Block-C’s Tülay (Serap Aksoy) is a housewife married to a businessman (Selçuk Yöntem) who takes too many business trips and usually for too long. She is left behind in their bleak apartment, which is in Block-C of a middle-class high-rise apartment complex in Ataköy, Istanbul. These blocks were built during the 1980s, a period of economic liberalization and political reconstitution in Turkey that brought drastic change to the social structure. Tülay and her husband represent the new middle class that also emerged during those years. In Demirkubuz’s vision, this period and the consequences of such rapid change are reified in the inhospitable, isolated apartment complexes. Demirkubuz has likened the Ataköy buildings to housing projects in Franco’s Spain or Stalin’s Russia, and uses them as a metaphor for imprisonment, a recurring theme in his subsequent films. Even the title of the film, Block-C, accentuated by the enclosing, circular form of the letter C, is reminiscent of a prison structure. Demirkubuz was an inmate in Block-C of the penitentiary during his imprisonment after the 1980 coup; and Tülay is an inmate in Block-C of this high-rise complex in Ataköy. In almost every shot the blocks either block her vision or surround her like prison walls. They insistently invade the frame, ominously hovering in the background, giving Tülay the impression of “monsters rising in the dark.”

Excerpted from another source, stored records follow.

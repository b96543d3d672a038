//! Default values and constants for all configuration settings.
//!
//! Contains all `DEFAULT_*` constants and the `ConfigFile::default()`
//! implementation.

use std::path::PathBuf;

use super::file::config_directory;
use super::settings::*;
use crate::position::DEFAULT_NMEA_PORT;

// =============================================================================
// Tracking defaults
// =============================================================================

/// Default seconds between sampling iterations.
pub const DEFAULT_SAMPLING_INTERVAL_SECS: u64 = 3;

/// Default minimum distance between accepted points in meters.
pub const DEFAULT_MINIMUM_DISTANCE_M: f64 = 1.0;

/// Default fix staleness window in milliseconds.
pub const DEFAULT_STALENESS_WINDOW_MS: u64 = 3000;

// =============================================================================
// File defaults
// =============================================================================

/// Default track database file name inside the config directory.
pub const DEFAULT_DATABASE_FILE: &str = "tracks.db";

/// Default log file name inside the config directory.
pub const DEFAULT_LOG_FILE: &str = "fieldtrack.log";

/// Default track database path (~/.fieldtrack/tracks.db).
pub fn default_database_path() -> PathBuf {
    config_directory().join(DEFAULT_DATABASE_FILE)
}

/// Default log file path (~/.fieldtrack/fieldtrack.log).
pub fn default_log_path() -> PathBuf {
    config_directory().join(DEFAULT_LOG_FILE)
}

impl Default for TrackingSettings {
    fn default() -> Self {
        Self {
            sampling_interval: DEFAULT_SAMPLING_INTERVAL_SECS,
            minimum_distance: DEFAULT_MINIMUM_DISTANCE_M,
            staleness_window_ms: DEFAULT_STALENESS_WINDOW_MS,
        }
    }
}

impl Default for PositionSettings {
    fn default() -> Self {
        Self {
            source: PositionSourceKind::Nmea,
            replay_file: None,
            nmea_port: DEFAULT_NMEA_PORT,
            last_longitude: None,
            last_latitude: None,
        }
    }
}

impl Default for ConfigFile {
    fn default() -> Self {
        Self {
            tracking: TrackingSettings::default(),
            position: PositionSettings::default(),
            storage: StorageSettings {
                database: default_database_path(),
            },
            logging: LoggingSettings {
                file: default_log_path(),
            },
        }
    }
}
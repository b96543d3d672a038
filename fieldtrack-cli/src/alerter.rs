//! Terminal front end for track logging alerts.
//!
//! Prompts are `dialoguer` confirmations on their own thread so the logger
//! never blocks on the user. The alarm is the terminal bell, rung once per
//! second until the prompt is confirmed.

use std::io::Write;
use std::sync::Arc;
use std::time::Duration;

use dialoguer::Confirm;
use fieldtrack::track::{Acknowledgement, Alerter};
use parking_lot::Mutex;
use tokio_util::sync::CancellationToken;
use tracing::{debug, warn};

const BELL_INTERVAL: Duration = Duration::from_secs(1);

/// Alerter writing to the controlling terminal.
#[derive(Default)]
pub struct TerminalAlerter {
    alarm: Mutex<Option<CancellationToken>>,
    /// Fires once any prompt has been confirmed.
    confirmed: CancellationToken,
}

impl TerminalAlerter {
    pub fn new() -> Arc<Self> {
        Arc::new(Self::default())
    }

    /// Wait until the user confirmed a prompt.
    pub async fn confirmed(&self) {
        self.confirmed.cancelled().await;
    }
}

impl Alerter for TerminalAlerter {
    fn notice(&self, message: &str) {
        eprintln!("Note: {}", message);
    }

    fn prompt(&self, message: &str, ack: Acknowledgement) {
        let message = message.to_string();
        let confirmed = self.confirmed.clone();

        let spawned = std::thread::Builder::new()
            .name("alert-prompt".to_string())
            .spawn(move || {
                eprintln!();
                let answer = Confirm::new()
                    .with_prompt(format!("{} Acknowledge?", message))
                    .default(true)
                    .show_default(false)
                    .interact();
                if let Err(e) = answer {
                    // No terminal to ask; treat as seen.
                    debug!(error = %e, "Prompt could not be shown");
                }
                ack.acknowledge();
                confirmed.cancel();
            });

        if let Err(e) = spawned {
            warn!(error = %e, "Failed to spawn prompt thread");
            self.confirmed.cancel();
        }
    }

    fn start_alarm(&self) {
        let token = CancellationToken::new();
        if let Some(previous) = self.alarm.lock().replace(token.clone()) {
            previous.cancel();
        }

        let Ok(runtime) = tokio::runtime::Handle::try_current() else {
            ring_bell();
            return;
        };
        runtime.spawn(async move {
            loop {
                ring_bell();
                tokio::select! {
                    _ = token.cancelled() => break,
                    _ = tokio::time::sleep(BELL_INTERVAL) => {}
                }
            }
        });
    }

    fn stop_alarm(&self) {
        if let Some(token) = self.alarm.lock().take() {
            token.cancel();
        }
    }
}

fn ring_bell() {
    let mut stderr = std::io::stderr();
    let _ = stderr.write_all(b"\x07");
    let _ = stderr.flush();
}
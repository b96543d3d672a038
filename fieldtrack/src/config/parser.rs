//! INI parsing logic for converting `Ini` → `ConfigFile`.
//!
//! This module contains the `parse_ini()` function and its helpers.
//! It is the single place where INI key names are mapped to struct fields.
//!
//! The `[tracking]` section is lenient: a bad value is logged and replaced
//! by its default, so a typo never stops a recording. Other sections reject
//! invalid values.

use std::path::PathBuf;

use ini::{Ini, Properties};
use tracing::warn;

use super::defaults::*;
use super::file::ConfigFileError;
use super::settings::ConfigFile;

/// Parse an `Ini` object into a `ConfigFile`.
///
/// Starts from `ConfigFile::default()` and overlays any values found in the INI.
pub(super) fn parse_ini(ini: &Ini) -> Result<ConfigFile, ConfigFileError> {
    let mut config = ConfigFile::default();

    // [tracking] section
    if let Some(section) = ini.section(Some("tracking")) {
        config.tracking.sampling_interval = lenient(
            section,
            "sampling_interval",
            DEFAULT_SAMPLING_INTERVAL_SECS,
            |v: &u64| *v >= 1,
        );
        config.tracking.minimum_distance = lenient(
            section,
            "minimum_distance",
            DEFAULT_MINIMUM_DISTANCE_M,
            |v: &f64| v.is_finite() && *v >= 0.0,
        );
        config.tracking.staleness_window_ms = lenient(
            section,
            "staleness_window_ms",
            DEFAULT_STALENESS_WINDOW_MS,
            |v: &u64| *v >= 1,
        );
    }

    // [position] section
    if let Some(section) = ini.section(Some("position")) {
        if let Some(v) = section.get("source") {
            config.position.source = v.parse().map_err(|_| ConfigFileError::InvalidValue {
                section: "position".to_string(),
                key: "source".to_string(),
                value: v.to_string(),
                reason: "must be 'replay' or 'nmea'".to_string(),
            })?;
        }
        if let Some(v) = section.get("replay_file") {
            let v = v.trim();
            if !v.is_empty() {
                config.position.replay_file = Some(expand_tilde(v));
            }
        }
        if let Some(v) = section.get("nmea_port") {
            config.position.nmea_port = v.trim().parse().map_err(|_| ConfigFileError::InvalidValue {
                section: "position".to_string(),
                key: "nmea_port".to_string(),
                value: v.to_string(),
                reason: "must be a port number (0-65535)".to_string(),
            })?;
        }
        config.position.last_longitude = optional_coordinate(section, "last_longitude", 180.0)?;
        config.position.last_latitude = optional_coordinate(section, "last_latitude", 90.0)?;
    }

    // [storage] section
    if let Some(section) = ini.section(Some("storage")) {
        if let Some(v) = section.get("database") {
            let v = v.trim();
            if !v.is_empty() {
                config.storage.database = expand_tilde(v);
            }
        }
    }

    // [logging] section
    if let Some(section) = ini.section(Some("logging")) {
        if let Some(v) = section.get("file") {
            let v = v.trim();
            if !v.is_empty() {
                config.logging.file = expand_tilde(v);
            }
        }
    }

    Ok(config)
}

/// Read a value, falling back to `default` with a warning when it is
/// unparseable or fails `valid`.
fn lenient<T, F>(section: &Properties, key: &str, default: T, valid: F) -> T
where
    T: std::str::FromStr + Copy + std::fmt::Display,
    F: Fn(&T) -> bool,
{
    let Some(raw) = section.get(key) else {
        return default;
    };

    match raw.trim().parse::<T>() {
        Ok(v) if valid(&v) => v,
        _ => {
            warn!(
                key,
                value = raw,
                default = %default,
                "Invalid tracking setting, using default"
            );
            default
        }
    }
}

fn optional_coordinate(
    section: &Properties,
    key: &str,
    limit: f64,
) -> Result<Option<f64>, ConfigFileError> {
    let Some(raw) = section.get(key) else {
        return Ok(None);
    };
    let raw = raw.trim();
    if raw.is_empty() {
        return Ok(None);
    }

    match raw.parse::<f64>() {
        Ok(v) if v.is_finite() && v.abs() <= limit => Ok(Some(v)),
        _ => Err(ConfigFileError::InvalidValue {
            section: "position".to_string(),
            key: key.to_string(),
            value: raw.to_string(),
            reason: format!("must be a number between -{} and {}", limit, limit),
        }),
    }
}

/// Expand a leading `~/` to the home directory.
pub(super) fn expand_tilde(path: &str) -> PathBuf {
    if let Some(stripped) = path.strip_prefix("~/") {
        if let Some(home) = dirs::home_dir() {
            return home.join(stripped);
        }
    }
    PathBuf::from(path)
}
//! Persistent track store abstraction.
//!
//! The logger only needs session bookkeeping plus append-only points. Every
//! call is synchronous; the logger runs them on the blocking pool.

use chrono::{DateTime, Utc};
use thiserror::Error;

use super::session::{LogPoint, SessionId, SessionSummary};

/// Errors raised by a track store.
#[derive(Debug, Error)]
pub enum StoreError {
    /// The medium is full. Nothing more can be written.
    #[error("Storage exhausted: {0}")]
    Exhausted(String),

    /// Any other write failure.
    #[error("Track store write failed: {0}")]
    Write(String),

    /// The session does not exist (never opened or already deleted).
    #[error("Session {0} not found")]
    SessionNotFound(SessionId),
}

impl StoreError {
    /// Returns true if retrying cannot help.
    pub fn is_exhausted(&self) -> bool {
        matches!(self, Self::Exhausted(_))
    }
}

/// Durable storage for track sessions.
pub trait PersistentTrackStore: Send + Sync {
    /// Create a session and return its identifier.
    fn open_session(&self, name: &str, created_at: DateTime<Utc>) -> Result<SessionId, StoreError>;

    /// Append one point. Each call is its own transaction.
    fn append_point(&self, session: SessionId, point: &LogPoint) -> Result<(), StoreError>;

    /// Finalize a session with its end time.
    fn close_session(&self, session: SessionId, ended_at: DateTime<Utc>) -> Result<(), StoreError>;

    /// Delete a session and all of its points.
    fn delete_session(&self, session: SessionId) -> Result<(), StoreError>;

    /// Record the track length of a session.
    fn set_session_length(&self, _session: SessionId, _meters: f64) -> Result<(), StoreError> {
        Ok(())
    }

    /// List stored sessions, oldest first.
    fn list_sessions(&self) -> Result<Vec<SessionSummary>, StoreError> {
        Ok(Vec::new())
    }
}
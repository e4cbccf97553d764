//! Game engine logic and state management.
//!
//! This module orchestrates the core data structures into a playable game:
//!
//! - [`GameField`] - Single-turn state (field, falling piece, next piece)
//! - [`GameSession`] - Fall/lock state machine, session state, options and persistence
//! - [`GameStats`] - Score, cleared rows and locked pieces
//! - [`FallSpeed`] - Tick interval derived from play time
//! - [`Randomizer`] - Piece kinds, non-repeating colors and difficulty rows
//! - [`PieceSeed`] - Seed for deterministic generation
//! - [`GameOptions`] - Difficulty, colors and acceleration
//! - [`SavedGame`] - Format-agnostic snapshot for save/load
//!
//! # Game Flow
//!
//! 1. Create a [`GameSession`] (pre-filled per difficulty)
//! 2. The scheduler calls [`GameSession::tick`]; the piece descends, waits
//!    out one tick of lock delay on contact, then locks
//! 3. Full rows are cleared, the score grows and the next piece spawns
//! 4. Repeat until a spawned piece overlaps the field (game over)
//!
//! # Example
//!
//! ```
//! use tetrion_engine::{GameOptions, GameSession, PieceSeed, TickOutcome};
//!
//! let seed: PieceSeed = "000102030405060708090a0b0c0d0e0f".parse().unwrap();
//! let mut session = GameSession::with_seed(seed, GameOptions::default());
//!
//! // Steer, then let gravity do the rest
//! _ = session.try_move_right();
//! loop {
//!     match session.tick() {
//!         TickOutcome::Locked { .. } => break,
//!         TickOutcome::GameOver => unreachable!(),
//!         _ => {}
//!     }
//! }
//! assert_eq!(session.stats().completed_pieces(), 1);
//! assert_eq!(session.field().len(), 4);
//! ```

pub use self::{
    fall_speed::*, game_field::*, game_session::*, game_stats::*, options::*, randomizer::*,
    saved_game::*, snapshot::{PREVIEW_ORIGIN, RenderCell},
};

mod fall_speed;
mod game_field;
mod game_session;
mod game_stats;
mod options;
mod randomizer;
mod saved_game;
mod snapshot;
use std::iter;

use ratatui::{
    buffer::Buffer,
    layout::{Constraint, Flex, Layout, Rect},
    widgets::{Block as BlockWidget, BlockExt as _, Widget},
};
use tetrion_engine::RenderCell;

use crate::ui::widgets::{BlockDisplay, BlockKind};

// Preview cells sit at `PREVIEW_ORIGIN` plus offsets of at most 3
const COLUMNS: u16 = 6;
const ROWS: u16 = 4;

/// Preview panel of the next piece.
#[derive(Debug)]
pub struct PieceDisplay<'a> {
    cells: &'a [RenderCell],
    block: Option<BlockWidget<'a>>,
}

impl<'a> PieceDisplay<'a> {
    /// `cells` are preview-panel coordinates as produced by
    /// `GameSession::preview_cells`.
    pub fn new(cells: &'a [RenderCell]) -> Self {
        Self { cells, block: None }
    }

    pub fn block(self, block: BlockWidget<'a>) -> Self {
        Self {
            block: Some(block),
            ..self
        }
    }

    pub fn width(&self) -> u16 {
        COLUMNS * BlockDisplay::width() + super::block_horizontal_margin(self.block.as_ref())
    }

    pub fn height(&self) -> u16 {
        ROWS * BlockDisplay::height() + super::block_vertical_margin(self.block.as_ref())
    }
}

impl Widget for PieceDisplay<'_> {
    fn render(self, area: Rect, buf: &mut Buffer) {
        Widget::render(&self, area, buf);
    }
}

impl Widget for &PieceDisplay<'_> {
    fn render(self, area: Rect, buf: &mut Buffer) {
        self.block.as_ref().render(area, buf);
        let area = self.block.inner_if_some(area);

        let col_constraints = (0..COLUMNS).map(|_| Constraint::Length(BlockDisplay::width()));
        let row_constraints = (0..ROWS).map(|_| Constraint::Length(BlockDisplay::height()));
        let horizontal = Layout::horizontal(col_constraints).flex(Flex::Center);
        let vertical = Layout::vertical(row_constraints);
        let grid_rows = area
            .layout_vec(&vertical)
            .into_iter()
            .map(|row| row.layout_vec(&horizontal));

        let grid = super::paint_grid(
            usize::from(COLUMNS),
            usize::from(ROWS),
            self.cells
                .iter()
                .map(|cell| (cell.x, cell.y, BlockKind::Filled(cell.color))),
        );
        for (grid_row, row) in iter::zip(grid_rows, grid) {
            for (grid_cell, kind) in iter::zip(grid_row, row) {
                BlockDisplay::from_kind(kind, false).render(grid_cell, buf);
            }
        }
    }
}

The opening shot of windshield wipers monotonously slapping back and forth evokes a sense of Tülay’s life: flat, boring, and repetitive. She is trapped by the conflicting expectations of her roles of traditional wife and modern woman. Her only means of escape is her new car, which she takes on little pleasure trips. Then, one day Tülay comes back home early from one of her trips and finds her maid Aslı (Zuhal Gencer) and the janitor’s son Halet (Fikret Kuşkan) in bed having sex. Confused but also peculiarly intrigued, Tülay begins to search for what she believes has been missing in her life. Although, at first she seems to be in search of sexual fulfillment, her actions are in fact attempts to break free from the confines of her destiny—yet another central theme in Demirkubuz’s films, most recently explored in the tellingly titled Destiny (Kader, 2006). However, anticipating the destiny of many Demirkubuz characters, Tülay’s journey turns out to be a severely unsettling one.
Gozde Onaran. Mental Minefields: The Dark Tales of Zeki Demirkubuz. Eds. Zeynep Dadak – Enis Kostepen. New York: Altyazı, ArteEast, Moon and Stars Project. 2007.